» **YOUR ASSIGNMENT**:
What you produce should be every line from the data that includes "precision".

» **Stored items**:
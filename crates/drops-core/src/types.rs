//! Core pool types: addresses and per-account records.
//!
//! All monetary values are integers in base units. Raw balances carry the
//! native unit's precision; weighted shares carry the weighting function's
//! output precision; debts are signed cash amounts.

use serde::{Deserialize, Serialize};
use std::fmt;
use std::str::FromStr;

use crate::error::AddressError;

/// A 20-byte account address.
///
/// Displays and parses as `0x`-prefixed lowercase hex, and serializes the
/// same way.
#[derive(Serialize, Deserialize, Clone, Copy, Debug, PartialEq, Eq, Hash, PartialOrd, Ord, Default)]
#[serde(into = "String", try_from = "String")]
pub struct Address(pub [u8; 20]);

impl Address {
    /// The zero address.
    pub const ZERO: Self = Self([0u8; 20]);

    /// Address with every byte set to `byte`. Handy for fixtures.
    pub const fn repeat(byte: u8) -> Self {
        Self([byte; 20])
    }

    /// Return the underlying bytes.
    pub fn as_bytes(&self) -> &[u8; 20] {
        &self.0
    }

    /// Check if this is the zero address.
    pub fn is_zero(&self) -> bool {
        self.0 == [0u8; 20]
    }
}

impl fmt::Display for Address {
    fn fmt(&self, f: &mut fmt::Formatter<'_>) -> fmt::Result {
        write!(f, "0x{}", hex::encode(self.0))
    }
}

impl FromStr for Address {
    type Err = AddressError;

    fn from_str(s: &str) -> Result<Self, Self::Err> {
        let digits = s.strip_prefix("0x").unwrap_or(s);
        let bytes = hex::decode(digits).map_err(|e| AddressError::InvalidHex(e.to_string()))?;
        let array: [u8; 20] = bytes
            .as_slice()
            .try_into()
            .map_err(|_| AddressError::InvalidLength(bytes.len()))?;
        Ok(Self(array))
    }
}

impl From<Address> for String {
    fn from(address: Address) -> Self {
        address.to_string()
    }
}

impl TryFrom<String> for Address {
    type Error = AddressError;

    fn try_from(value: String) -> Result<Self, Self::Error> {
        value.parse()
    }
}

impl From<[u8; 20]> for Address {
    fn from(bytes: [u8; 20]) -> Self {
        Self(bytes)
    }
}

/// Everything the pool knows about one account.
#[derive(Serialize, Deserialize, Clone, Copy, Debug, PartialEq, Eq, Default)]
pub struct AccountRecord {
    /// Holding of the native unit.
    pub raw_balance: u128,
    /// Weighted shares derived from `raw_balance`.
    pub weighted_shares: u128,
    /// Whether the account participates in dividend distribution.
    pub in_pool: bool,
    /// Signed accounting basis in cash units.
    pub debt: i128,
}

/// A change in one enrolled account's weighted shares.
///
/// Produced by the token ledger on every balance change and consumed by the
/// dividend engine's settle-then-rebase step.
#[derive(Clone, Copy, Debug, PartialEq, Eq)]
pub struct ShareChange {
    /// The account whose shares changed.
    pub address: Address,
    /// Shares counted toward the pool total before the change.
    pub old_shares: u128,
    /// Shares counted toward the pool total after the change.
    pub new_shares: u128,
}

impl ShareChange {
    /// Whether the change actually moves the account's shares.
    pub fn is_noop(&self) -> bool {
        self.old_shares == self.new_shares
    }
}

==

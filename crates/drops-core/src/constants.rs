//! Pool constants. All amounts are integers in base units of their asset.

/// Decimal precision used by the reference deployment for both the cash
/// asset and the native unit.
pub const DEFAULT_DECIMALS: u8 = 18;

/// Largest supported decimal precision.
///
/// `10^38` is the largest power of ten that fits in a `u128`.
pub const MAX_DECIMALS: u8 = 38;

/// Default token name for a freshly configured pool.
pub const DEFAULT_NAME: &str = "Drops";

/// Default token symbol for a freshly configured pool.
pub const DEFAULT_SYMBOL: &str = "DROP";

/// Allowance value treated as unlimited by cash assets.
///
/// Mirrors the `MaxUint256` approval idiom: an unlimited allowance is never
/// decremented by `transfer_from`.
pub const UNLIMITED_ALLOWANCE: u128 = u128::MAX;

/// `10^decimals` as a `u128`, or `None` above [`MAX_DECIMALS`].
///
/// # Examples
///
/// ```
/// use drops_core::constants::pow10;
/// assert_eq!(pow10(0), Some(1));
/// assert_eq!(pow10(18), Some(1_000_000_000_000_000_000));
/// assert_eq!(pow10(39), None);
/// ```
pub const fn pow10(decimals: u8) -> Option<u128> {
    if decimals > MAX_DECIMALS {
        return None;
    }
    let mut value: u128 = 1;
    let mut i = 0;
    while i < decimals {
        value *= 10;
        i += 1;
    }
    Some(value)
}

==

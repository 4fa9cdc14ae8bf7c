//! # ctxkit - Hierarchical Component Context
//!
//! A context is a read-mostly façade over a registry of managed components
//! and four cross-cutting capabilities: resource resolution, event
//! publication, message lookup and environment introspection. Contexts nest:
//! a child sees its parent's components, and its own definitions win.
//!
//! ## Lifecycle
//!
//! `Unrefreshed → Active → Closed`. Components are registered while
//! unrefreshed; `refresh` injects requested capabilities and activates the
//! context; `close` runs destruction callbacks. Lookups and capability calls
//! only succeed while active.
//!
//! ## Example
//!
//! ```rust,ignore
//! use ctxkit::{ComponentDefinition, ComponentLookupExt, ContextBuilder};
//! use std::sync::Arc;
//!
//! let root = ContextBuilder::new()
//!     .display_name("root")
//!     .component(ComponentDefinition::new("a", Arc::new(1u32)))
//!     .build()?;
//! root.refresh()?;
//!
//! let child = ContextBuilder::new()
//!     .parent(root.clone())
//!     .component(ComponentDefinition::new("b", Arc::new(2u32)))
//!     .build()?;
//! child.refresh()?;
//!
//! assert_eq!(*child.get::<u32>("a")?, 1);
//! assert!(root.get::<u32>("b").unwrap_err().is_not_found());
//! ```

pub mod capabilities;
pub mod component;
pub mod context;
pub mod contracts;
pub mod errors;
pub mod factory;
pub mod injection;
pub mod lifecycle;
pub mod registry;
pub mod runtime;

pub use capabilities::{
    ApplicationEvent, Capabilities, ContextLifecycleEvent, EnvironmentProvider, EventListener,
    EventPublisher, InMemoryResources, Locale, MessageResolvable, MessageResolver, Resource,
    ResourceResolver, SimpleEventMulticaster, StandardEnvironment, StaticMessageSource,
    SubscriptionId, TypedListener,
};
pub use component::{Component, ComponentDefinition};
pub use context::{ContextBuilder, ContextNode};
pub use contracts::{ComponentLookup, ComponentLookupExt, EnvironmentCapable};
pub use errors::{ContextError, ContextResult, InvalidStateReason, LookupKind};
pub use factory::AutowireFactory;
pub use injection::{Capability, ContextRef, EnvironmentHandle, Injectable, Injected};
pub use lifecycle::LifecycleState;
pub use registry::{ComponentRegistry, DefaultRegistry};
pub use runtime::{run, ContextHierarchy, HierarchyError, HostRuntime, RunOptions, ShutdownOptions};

» **RESPONSE BELOW**:
//! native unit's precision; weighted shares carry the weighting function's
//! output precision; debts are signed cash amounts.
/// Decimal precision used by the reference deployment for both the cash
/// Largest supported decimal precision.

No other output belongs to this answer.